Decisioning on the Edge: Policy Matching at Scale

-


This text was written in collaboration with César Ortega, whose insights and discussions helped shape the ideas presented here.


the best data product starts with sitting down with business partners to know day-to-day workflows, handoffs, and bottlenecks. In this text, we discuss a challenge that doesn’t require an advanced solution, just a straightforward optimization problem. It’s a great example of how basic tools can still solve high-value problems. Specifically, we give attention to optimizing the task of online insurance policies to trusted partners (independent insurance agencies: iia) at a worldwide insurance company.

Independent insurance agencies are privately owned intermediaries that sell insurance policies from multiple insurers. Unlike large insurance firms, they don’t design products, set prices, underwrite risk, or pay claims; as a substitute, they compare options across carriers, and place coverage that most closely fits the client’s needs, typically earning commissions for doing so. Here, the concept is to work together to deliver the very best value for each the agency and the client.

Reducing complexity

Optimization in the actual world is a spectrum. At one end are exact methods that may prove optimality, but they often could be at scale and may struggle as the issue grows in size and operational detail. At the opposite end are heuristics, starting from easy rule-based baselines which can be easy to clarify but hard to keep up as complexity grows (often living in large excel sheets), to more advanced metaheuristics that scale well computationally but could be harder to justify, audit, or debug.

 In practice, probably the most effective approach often sits in the center: pragmatic “good-enough” formulations, built with fastidiously chosen constraints that reflect each business rules and real operational limits as human workload and repair quality. 

The goal just isn’t theoretical perfection, but an answer that’s deliverable, comparable against baselines, and straightforward to iterate. With a modular structure and a staged modeling strategy, we are able to start easy, measure impact with KPIs: tangible (time to task, optimal agency selection, etc.) and intangible (avoid unfair concentrations of policies in a number of agencies, etc.), and evolve the system through small, protected improvements reasonably than waiting months for a textbook-optimal model.

Figure 1: Image by Creator.

That’s why we selected a light-weight optimization formulation. It captures the constraints that matter (capability, geographic eligibility, fairness, and bucket mix) and delivers a deterministic, auditable answer fast enough for real-time latency requirements. If needed, we are able to later extend the approach with decomposition techniques, stronger solvers, or heuristics without changing the system’s core contract.

The baseline

Historically, these digital policy-to-agency of assignments have been done manually, guided by non-standard criteria and individual judgment. While this approach sometimes works, this often resembled a : policies were distributed sequentially amongst available agencies (iia’s), with little consideration for differences in capability, expertise, or expected performance.

Figura 2. Round-robin is an easy heuristic that assigns each recent policy to the subsequent agency in a set rotation. Image by Creator.

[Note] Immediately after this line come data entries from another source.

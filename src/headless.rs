//! Non-interactive mode: generate one maze, solve it, print everything.
//!
//! The run goes through the same [`Animator`] as the terminal interface, stepping it back to back
//! without any delay.

use std::io::Write;

use color_eyre::eyre::{bail, Result};
use log::info;

use crate::{
    animator::{Animator, Completion},
    ascii,
    config::Config,
    solver::Algorithm,
};

/// Steps the scheduler until the run in flight is over and returns the completion signals.
fn drive(animator: &mut Animator) -> Result<Vec<Completion>> {
    let mut completions = Vec::new();
    while animator.is_busy() {
        if let Some(completion) = animator.step()? {
            completions.push(completion);
        }
    }

    Ok(completions)
}

/// Generates a maze, runs the configured algorithms on it and writes the report to `out`.
///
/// # Errors
///
/// Fails on invalid configuration, on a broken generation and on write errors.
pub fn run<W: Write>(config: &Config, out: &mut W) -> Result<()> {
    config.validate()?;
    let mut animator = Animator::new(config.seed, config.clamped_speed());
    animator.generate(config.size)?;

    let Some(Completion::Generated(grid)) = drive(&mut animator)?.pop() else {
        bail!("generation ended without a maze");
    };
    writeln!(out, "{size}x{size} maze", size = grid.size())?;
    write!(out, "{}", ascii::render(&grid, &[]))?;

    let algorithms = config
        .algorithm
        .map_or_else(|| Algorithm::ALL.to_vec(), |algorithm| vec![algorithm]);
    let mut last_path = Vec::new();

    for algorithm in algorithms {
        animator.solve(algorithm)?;
        for completion in drive(&mut animator)? {
            match completion {
                Completion::Solved { path, expanded, .. } => {
                    writeln!(
                        out,
                        "{algorithm}: path of {} cells, {expanded} cells expanded",
                        path.len()
                    )?;
                    last_path = path;
                }
                Completion::NoSolution { .. } => writeln!(out, "{algorithm}: no solution found")?,
                Completion::Generated(_) => {}
            }
        }
    }

    if !last_path.is_empty() {
        write!(out, "{}", ascii::render(&grid, &last_path))?;
    }
    info!("headless run finished after {} steps", animator.ticks());

    Ok(())
}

While easy and seemingly fair, it often results in delays, missed opportunities, and uncertainty about which agency (iia) is the very best fit. The method also didn’t scale well, creating further task delays, and the outcomes didn’t consistently align with strategic goals reminiscent of profitability, quality, reproducibility, and transparency.

For that reason, we present how we solved a very important problem using a light-weight integer programming approach that matches incoming online insurance policies to agencies in real time. The tactic maximizes a productivity rating (reflecting how well an agency has performed prior to now) while balancing agency capability, fairness, and geographic admissibility constraints based on ZIP codes. We outline the mathematical formulation, the live-update logic, and the PuLP implementation. 

Figure 3. PuLP overview: an open-source Python library for formulating and solving linear and integer optimization problems. AI-generated illustration created by the writer with OpenAI.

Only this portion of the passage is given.